Search code examples
sshssh-tunnel

One-line command exploiting ssh_config for ssh tunneling with local private key

Context

  • work, proxy and service are computers.
  • work is a multi-users computer.
  • I own proxy.
  • work is behind a firewall that restricts service access, since service entrypoint port (122) is blocked by the firewall.
  • I can access over ssh proxy to then access service.

  • priv.key is the private key to connect to service and it must only be on work (not proxy).

               firewall
    +-------+  |  +-------+    +---------+
    |  Work |--|--| proxy |----| service |
    +-------+  |  +-------+    +---------+
       `-------------'  `----------' <- port forwarding/ssh tunneling

Solution A: port forwarding

I can access service by executing these two commands:

ssh server -L 2222:service:122 -N
ssh -i /home/work-user/.ssh/priv.key -p 2222 service-user@localhost

This solution is insecure and not convenient: any user accessing on work has also access to service:122, and there are two commands.

Solution B: ssh tunnel

I tried to exploit ssh_config and configure an ssh tunnel with the following:

Host service
    HostName service
    User service-user
    Port 122
    IdentityFile /home/work-user/.ssh/priv.key
    ProxyCommand ssh proxy /usr/bin/nc %h %p 2>/dev/null
    # "proxy" in the previous line is a working ssh alias.

However, the ssh service command is not successful, here are the logs:

debug1: Reading configuration data /home/work-user/.ssh/config
debug3: kex names ok: [*authorized algorithms*]
debug1: /home/work-user/.ssh/config line 54: Applying options for test
debug1: Reading configuration data /etc/ssh/ssh_config
debug1: /etc/ssh/ssh_config line 19: Applying options for *
debug1: Hostname has changed; re-reading configuration
debug1: Reading configuration data /home/work-user/.ssh/config
debug3: kex names ok: [*authorized algorithms*]
debug1: Reading configuration data /etc/ssh/ssh_config
debug1: /etc/ssh/ssh_config line 19: Applying options for *
debug1: Executing proxy command: exec ssh proxy /usr/bin/nc service 122 2>/dev/null
debug1: permanently_drop_suid: 1000
debug1: identity file /home/work-user/.ssh/priv.key type 4
debug1: key_load_public: No such file or directory
debug1: identity file /home/work-user/.ssh/priv.key-cert type -1
debug1: Enabling compatibility mode for protocol 2.0
ssh_exchange_identification: Connection closed by remote host

I also tried to copy priv.key on proxy, only to test since I do not want it a permanent solution, but I had the same error.

Question

Is there a one-line command using ssh_config to exploit ssh-tunneling while keeping my private-key on work and not proxy?

Solution

  • Is there a one-line command using ssh_config to exploit ssh-tunneling while keeping my private-key on work and not proxy?
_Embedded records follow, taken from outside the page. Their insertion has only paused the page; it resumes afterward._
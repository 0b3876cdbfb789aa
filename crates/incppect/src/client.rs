//! Per-client state

use std::collections::BTreeMap;
use std::sync::Arc;

use incppect_transport::Connection;

/// Minimum spacing between encodings of one request.
pub(crate) const DEFAULT_MIN_UPDATE_MS: i64 = 16;

/// Staleness cutoff before the parameterised value is applied at
/// activation.
pub(crate) const DEFAULT_REQUEST_TIMEOUT_MS: i64 = 3000;

/// One subscribed variable of one client.
pub(crate) struct Request {
    pub getter_id: usize,
    pub idxs: Vec<i32>,
    /// When this request was last encoded; -1 = never
    pub t_last_updated_ms: i64,
    /// Last activate/refresh from the client; -1 = never, 0 = latched
    /// permanently active
    pub t_last_requested_ms: i64,
    pub t_min_update_ms: i64,
    pub t_last_request_timeout_ms: i64,
    /// Last encoded payload, zero-padded to a cell boundary
    pub prev_payload: Vec<u8>,
    /// Reusable XOR/RLE scratch
    pub diff: Vec<u8>,
}

impl Request {
    pub fn new(getter_id: usize, idxs: Vec<i32>) -> Self {
        Self {
            getter_id,
            idxs,
            t_last_updated_ms: -1,
            t_last_requested_ms: -1,
            t_min_update_ms: DEFAULT_MIN_UPDATE_MS,
            t_last_request_timeout_ms: DEFAULT_REQUEST_TIMEOUT_MS,
            prev_payload: Vec::new(),
            diff: Vec::new(),
        }
    }

    /// Whether this request gets encoded at `now_ms`: it must be
    /// actively requested (refreshed within its timeout, or latched by
    /// a negative timeout after at least one activation) and past its
    /// minimum update spacing.
    pub fn eligible(&self, now_ms: i64) -> bool {
        let active = (self.t_last_request_timeout_ms < 0 && self.t_last_requested_ms >= 0)
            || now_ms - self.t_last_requested_ms < self.t_last_request_timeout_ms;
        active && now_ms - self.t_last_updated_ms > self.t_min_update_ms
    }
}

/// Everything the engine tracks for one connected client.
pub(crate) struct ClientState {
    pub t_connected_ms: i64,
    pub ip_address: [u8; 4],
    /// Request ids from the client's last activate message
    pub last_active: Vec<i32>,
    /// Ascending id order keeps the outer diff aligned across ticks
    pub requests: BTreeMap<i32, Request>,
    /// Frame assembly buffers: current, previous, diff
    pub cur: Vec<u8>,
    pub prev: Vec<u8>,
    pub diff: Vec<u8>,
    pub conn: Arc<dyn Connection>,
}

impl ClientState {
    pub fn new(conn: Arc<dyn Connection>, ip_address: [u8; 4], now_ms: i64) -> Self {
        Self {
            t_connected_ms: now_ms,
            ip_address,
            last_active: Vec::new(),
            requests: BTreeMap::new(),
            cur: Vec::new(),
            prev: Vec::new(),
            diff: Vec::new(),
            conn,
        }
    }
}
    Using ProxyCommand, authenticates always from your local computer and not from the proxy. Today, you should use -W switch instead of netcat:

    ProxyCommand ssh -W %h:%p proxy

    or ProxyJump option, which does it even simpler:

    ProxyJump proxy

    Your use case did redirect the errors to the /dev/null so even though there would be some errors, you would not see it.

    Give it a try with the above and if it will not help, provide the debug logs (using LogLevel DEBUG3 for both of the steps -- proxy and service).